Instruments designed for the Genesis II total knee arthroplasty (Smith-Nephew, Memphis, TN) are tracked optically using the ION virtual fluoroscopy surgical navigation system (Medtronics SNT, Louisville, CO). A software system specifically designed for TKR navigation is employed. Following exposure, reference frames are attached to the femur and tibia and fluoroscopic images of the knee are obtained. Hip and Ankle centres can be determined either kinematically or with images. Proper alignment and component rotation is determined using navigation without intramedullary alignment guides. Proper implant sizing is determined before the cuts are made by superimposing images of the proposed implants into the fluoroscopic images of the knee. Motion and ligament integrity can be quantified kinematically. The system was used to perform total knee arthroplasty on 14 cadavers. Post-operative alignment was measured radiographically.

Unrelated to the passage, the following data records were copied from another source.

//! Read-only planning of a measure rewrite
//!
//! Everything that can make a rewrite fail is decided here, before the
//! score is touched: the affected range, the sliced events of every track,
//! and where annotations, clefs, breaks and frames land afterwards.

use crate::errors::{EngravingError, Result};
use crate::models::*;
use std::collections::{BTreeMap, BTreeSet};

/// Measures affected by a signature change
#[derive(Debug, Clone, PartialEq)]
pub(crate) struct Range {
    pub measures: Vec<ElementId>,
    /// Measures plus the frames between them, contiguous in score order
    pub items: Vec<ElementId>,
    pub start: Fraction,
    pub end: Fraction,
    /// The range stops at a section break (on a measure or a frame)
    pub section_end: bool,
    /// First measure after a section boundary ending the range
    pub next_in_section: Option<ElementId>,
}

impl Range {
    pub fn len(&self) -> Fraction {
        self.end - self.start
    }
}

/// From `measure` up to the next explicit signature, the end of the
/// section or the end of the score
pub(crate) fn find_range(score: &Score, measure: ElementId) -> Result<Range> {
    let start = score
        .measure_tick(measure)
        .ok_or(EngravingError::InvalidReference(measure))?;
    let bases = score.measure_bases();
    let pos = bases
        .iter()
        .position(|b| *b == measure)
        .ok_or(EngravingError::InvalidReference(measure))?;

    let mut measures = vec![measure];
    let mut items = vec![measure];
    let mut pending_frames = Vec::new();
    let mut section_end = score.has_layout_break(measure, LayoutBreakKind::Section);
    let mut stop = pos;

    if !section_end {
        for (i, base) in bases.iter().enumerate().skip(pos + 1) {
            match score.kind(*base) {
                Some(ElementKind::Frame) => {
                    if score.has_layout_break(*base, LayoutBreakKind::Section) {
                        section_end = true;
                        stop = i;
                        break;
                    }
                    pending_frames.push(*base);
                }
                Some(ElementKind::Measure) => {
                    if score.has_global_timesig(*base) {
                        break;
                    }
                    items.append(&mut pending_frames);
                    items.push(*base);
                    measures.push(*base);
                    stop = i;
                    if score.has_layout_break(*base, LayoutBreakKind::Section) {
                        section_end = true;
                        break;
                    }
                }
                _ => {}
            }
        }
    }

    let next_in_section = if section_end {
        bases
            .iter()
            .skip(stop + 1)
            .find(|b| score.kind(**b) == Some(ElementKind::Measure))
            .copied()
    } else {
        None
    };

    let len: Fraction = measures
        .iter()
        .filter_map(|m| score.measure_data(*m).map(|d| d.len))
        .sum();

    Ok(Range { measures, items, start, end: start + len, section_end, next_in_section })
}

/// A chord or rest of a rewritten measure
#[derive(Debug, Clone, PartialEq)]
pub(crate) struct NewChordRest {
    pub rtick: Fraction,
    pub track: usize,
    pub duration_type: TDuration,
    pub duration: Fraction,
    /// `None` for rests
    pub notes: Option<Vec<NoteData>>,
    /// Index into [`NewMeasure::tuplets`]
    pub tuplet: Option<usize>,
}

#[derive(Debug, Clone, PartialEq, Default)]
pub(crate) struct NewMeasure {
    pub chord_rests: Vec<NewChordRest>,
    pub tuplets: Vec<TupletData>,
    pub annotations: Vec<(Fraction, AnnotationData)>,
    pub clefs: Vec<(Fraction, ClefData)>,
    pub breaks: Vec<LayoutBreakKind>,
    pub barline: BarLineType,
    /// Frames re-inserted right after this measure
    pub frames_after: Vec<ElementId>,
}

/// Complete description of a rewrite, ready to apply
#[derive(Debug, Clone)]
pub(crate) struct Plan {
    pub range: Range,
    pub sig: TimeSigValue,
    pub measure_len: Fraction,
    pub measures: Vec<NewMeasure>,
}

impl Plan {
    pub fn new_end(&self) -> Fraction {
        self.range.start + self.measure_len * self.measures.len() as i64
    }
}

#[derive(Debug, Clone)]
struct CrEvent {
    tick: Fraction,
    len: Fraction,
    duration_type: TDuration,
    notes: Option<Vec<NoteData>>,
}

#[derive(Debug, Clone)]
enum Item {
    Single(CrEvent),
    Tuplet { tick: Fraction, len: Fraction, data: TupletData, members: Vec<CrEvent> },
}

/// Plan rewriting `range` into measures of `sig`
pub(crate) fn plan_rewrite(score: &Score, range: Range, sig: TimeSigValue) -> Result<Plan> {
    let measure_len = sig.duration();
    let count = range.len().div_ceil(measure_len).max(1) as usize;
    let mut measures: Vec<NewMeasure> = vec![NewMeasure::default(); count];
    let locate = |tick: Fraction| -> (usize, Fraction) {
        let k = ((tick - range.start).div_floor(measure_len).max(0) as usize).min(count - 1);
        (k, tick - range.start - measure_len * k as i64)
    };

    let anchors = spanner_anchors(score);
    for track in 0..score.ntracks() {
        for item in collect_track(score, &range, track, &anchors) {
            match item {
                Item::Tuplet { tick, len, data, members } => {
                    let (k, rtick) = locate(tick);
                    if rtick + len > measure_len {
                        return Err(EngravingError::RewriteRejected(format!(
                            "tuplet at {} on track {} would cross a barline of {}",
                            tick, track, sig
                        )));
                    }
                    let nm = &mut measures[k];
                    nm.tuplets.push(data);
                    let index = nm.tuplets.len() - 1;
                    for ev in members {
                        nm.chord_rests.push(NewChordRest {
                            rtick: ev.tick - range.start - measure_len * k as i64,
                            track,
                            duration_type: ev.duration_type,
                            duration: ev.len,
                            notes: ev.notes,
                            tuplet: Some(index),
                        });
                    }
                }
                Item::Single(ev) => slice_event(&mut measures, &range, measure_len, track, ev)?,
            }
        }
    }

    for track in (0..score.ntracks()).step_by(VOICES) {
        for nm in measures.iter_mut() {
            fill_gaps(nm, track, measure_len)?;
        }
    }

    for m in &range.measures {
        for seg in score.segments(*m) {
            let (Some(data), Some(tick)) = (score.segment_data(seg), score.segment_tick(seg)) else {
                continue;
            };
            match data.segment_type {
                SegmentType::ChordRest => {
                    for a in score.segment_annotations(seg) {
                        if let Some(Element::Annotation(ad)) = score.element(a) {
                            let (k, rtick) = locate(tick);
                            measures[k].annotations.push((rtick, ad.clone()));
                        }
                    }
                }
                SegmentType::Clef => {
                    for c in score.children(seg) {
                        if let Some(Element::Clef(cd)) = score.element(*c) {
                            let (k, rtick) = locate(tick);
                            measures[k].clefs.push((rtick, cd.clone()));
                        }
                    }
                }
                SegmentType::TimeSig | SegmentType::TimeSigAnnounce => {}
            }
        }
    }

    // breaks, barlines and frames follow the measure they were attached to
    let mut target = 0;
    for item in &range.items {
        match score.element(*item) {
            Some(Element::Measure(md)) => {
                let old_end = score.measure_tick(*item).unwrap_or(range.start) + md.len;
                target = ((old_end - range.start).div_ceil(measure_len) - 1).clamp(0, count as i64 - 1) as usize;
                let nm = &mut measures[target];
                for kind in score.layout_breaks(*item) {
                    if !nm.breaks.contains(&kind) {
                        nm.breaks.push(kind);
                    }
                }
                if md.end_barline != BarLineType::Normal {
                    nm.barline = md.end_barline;
                }
            }
            Some(Element::Frame(_)) => measures[target].frames_after.push(*item),
            _ => {}
        }
    }

    for nm in measures.iter_mut() {
        nm.chord_rests.sort_by(|a, b| (a.track, a.rtick).cmp(&(b.track, b.rtick)));
    }

    Ok(Plan { range, sig, measure_len, measures })
}

/// Chords and rests some spanner starts or ends on
fn spanner_anchors(score: &Score) -> BTreeSet<ElementId> {
    score
        .spanners()
        .into_iter()
        .filter_map(|s| score.element(s).and_then(Element::as_spanner))
        .flat_map(|d| [d.start_element, d.end_element])
        .flatten()
        .collect()
}

/// Events of one track in score order; adjacent plain rests are merged
/// unless the later one anchors a spanner
fn collect_track(score: &Score, range: &Range, track: usize, anchors: &BTreeSet<ElementId>) -> Vec<Item> {
    let mut items: Vec<Item> = Vec::new();
    let mut tuplets: BTreeMap<ElementId, usize> = BTreeMap::new();

    for m in &range.measures {
        for cr in score.chord_rests_in_measure(*m, track) {
            let (Some(el), Some(tick)) = (score.element(cr), score.chord_rest_tick(cr)) else {
                continue;
            };
            let Some(data) = el.chord_rest() else { continue };
            let notes = match el {
                Element::Chord(_) => Some(
                    score
                        .children(cr)
                        .iter()
                        .filter_map(|n| match score.element(*n) {
                            Some(Element::Note(nd)) => Some(nd.clone()),
                            _ => None,
                        })
                        .collect::<Vec<_>>(),
                ),
                _ => None,
            };
            let ev = CrEvent { tick, len: data.duration, duration_type: data.duration_type, notes };

            if let Some(tuplet) = data.tuplet {
                if let Some(idx) = tuplets.get(&tuplet) {
                    if let Some(Item::Tuplet { members, .. }) = items.get_mut(*idx) {
                        members.push(ev);
                    }
                    continue;
                }
                if let Some(Element::Tuplet(td)) = score.element(tuplet) {
                    let len = td
                        .len()
                        .unwrap_or_else(|| score.tuplet_members(tuplet).iter().filter_map(|c| score.element(*c).and_then(Element::chord_rest).map(|d| d.duration)).sum());
                    tuplets.insert(tuplet, items.len());
                    items.push(Item::Tuplet { tick, len, data: td.clone(), members: vec![ev] });
                    continue;
                }
            }

            if ev.notes.is_none() && !anchors.contains(&cr) {
                if let Some(Item::Single(prev)) = items.last_mut() {
                    if prev.notes.is_none() && prev.tick + prev.len == ev.tick {
                        prev.len += ev.len;
                        prev.duration_type = TDuration::measure();
                        continue;
                    }
                }
            }
            items.push(Item::Single(ev));
        }
    }
    items
}

/// Cut one event at the new barlines
fn slice_event(measures: &mut [NewMeasure], range: &Range, measure_len: Fraction, track: usize, ev: CrEvent) -> Result<()> {
    let end = ev.tick + ev.len;
    let mut a = ev.tick;
    while a < end {
        let k = (a - range.start).div_floor(measure_len).max(0) as usize;
        let Some(nm) = measures.get_mut(k) else { break };
        let bar_start = range.start + measure_len * k as i64;
        let bar_end = bar_start + measure_len;
        let b = end.min(bar_end);
        let whole = a == ev.tick && b == end;
        let last_fragment = b == end;

        match &ev.notes {
            None if a == bar_start && b == bar_end => nm.chord_rests.push(NewChordRest {
                rtick: a - bar_start,
                track,
                duration_type: TDuration::measure(),
                duration: measure_len,
                notes: None,
                tuplet: None,
            }),
            None => {
                let pieces = if whole && !ev.duration_type.is_measure() {
                    vec![ev.duration_type]
                } else {
                    decompose(b - a)?
                };
                push_pieces(nm, track, a - bar_start, &pieces, None);
            }
            Some(notes) => {
                let pieces = if whole { vec![ev.duration_type] } else { decompose(b - a)? };
                let tied: Vec<NoteData> = notes
                    .iter()
                    .map(|n| NoteData { pitch: n.pitch, tie_forward: true })
                    .collect();
                let mut rtick = a - bar_start;
                for (i, d) in pieces.iter().enumerate() {
                    let len = d.fraction().unwrap_or(b - a);
                    let final_piece = last_fragment && i + 1 == pieces.len();
                    nm.chord_rests.push(NewChordRest {
                        rtick,
                        track,
                        duration_type: *d,
                        duration: len,
                        notes: Some(if final_piece { notes.clone() } else { tied.clone() }),
                        tuplet: None,
                    });
                    rtick += len;
                }
            }
        }
        a = b;
    }
    Ok(())
}

fn decompose(len: Fraction) -> Result<Vec<TDuration>> {
    to_duration_list(len, 1).ok_or_else(|| {
        EngravingError::RewriteRejected(format!("length {} cannot be written with note values", len))
    })
}

fn push_pieces(nm: &mut NewMeasure, track: usize, rtick: Fraction, pieces: &[TDuration], notes: Option<Vec<NoteData>>) {
    let mut rtick = rtick;
    for d in pieces {
        let Some(len) = d.fraction() else { continue };
        nm.chord_rests.push(NewChordRest {
            rtick,
            track,
            duration_type: *d,
            duration: len,
            notes: notes.clone(),
            tuplet: None,
        });
        rtick += len;
    }
}

/// Keep the first voice of a staff free of holes
fn fill_gaps(nm: &mut NewMeasure, track: usize, measure_len: Fraction) -> Result<()> {
    let mut spans: Vec<(Fraction, Fraction)> = nm
        .chord_rests
        .iter()
        .filter(|c| c.track == track)
        .map(|c| (c.rtick, c.rtick + c.duration))
        .collect();
    spans.sort();

    if spans.is_empty() {
        nm.chord_rests.push(NewChordRest {
            rtick: Fraction::zero(),
            track,
            duration_type: TDuration::measure(),
            duration: measure_len,
            notes: None,
            tuplet: None,
        });
        return Ok(());
    }

    let mut cursor = Fraction::zero();
    let mut gaps = Vec::new();
    for (s, e) in spans {
        if s > cursor {
            gaps.push((cursor, s));
        }
        cursor = cursor.max(e);
    }
    if cursor < measure_len {
        gaps.push((cursor, measure_len));
    }
    for (s, e) in gaps {
        let pieces = decompose(e - s)?;
        push_pieces(nm, track, s, &pieces, None);
    }
    Ok(())
}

As compared to the mechanical axis measured radiographically, the coronal femoral alignment measured 0.03 degrees of valgus (95% confidence:−1.81 to 1.88 degrees). Coronal tibial aligment measured 0.88 degrees of valgus (95% confidence: −2.17 to 0.41 degrees). Sagittal tibial aligment measured 1.81 degrees of posterior slope (95% confidence: −0.14 to 3.76 degrees)

The use of surgical navigation for TKA results in appropriately aligned implants. Surgical navigation has the potential to improve many of the most common problems encountered during and following total knee arthroplasty including component malaligment and malsizing, malrotation, ligament imbalance, and fat embolism.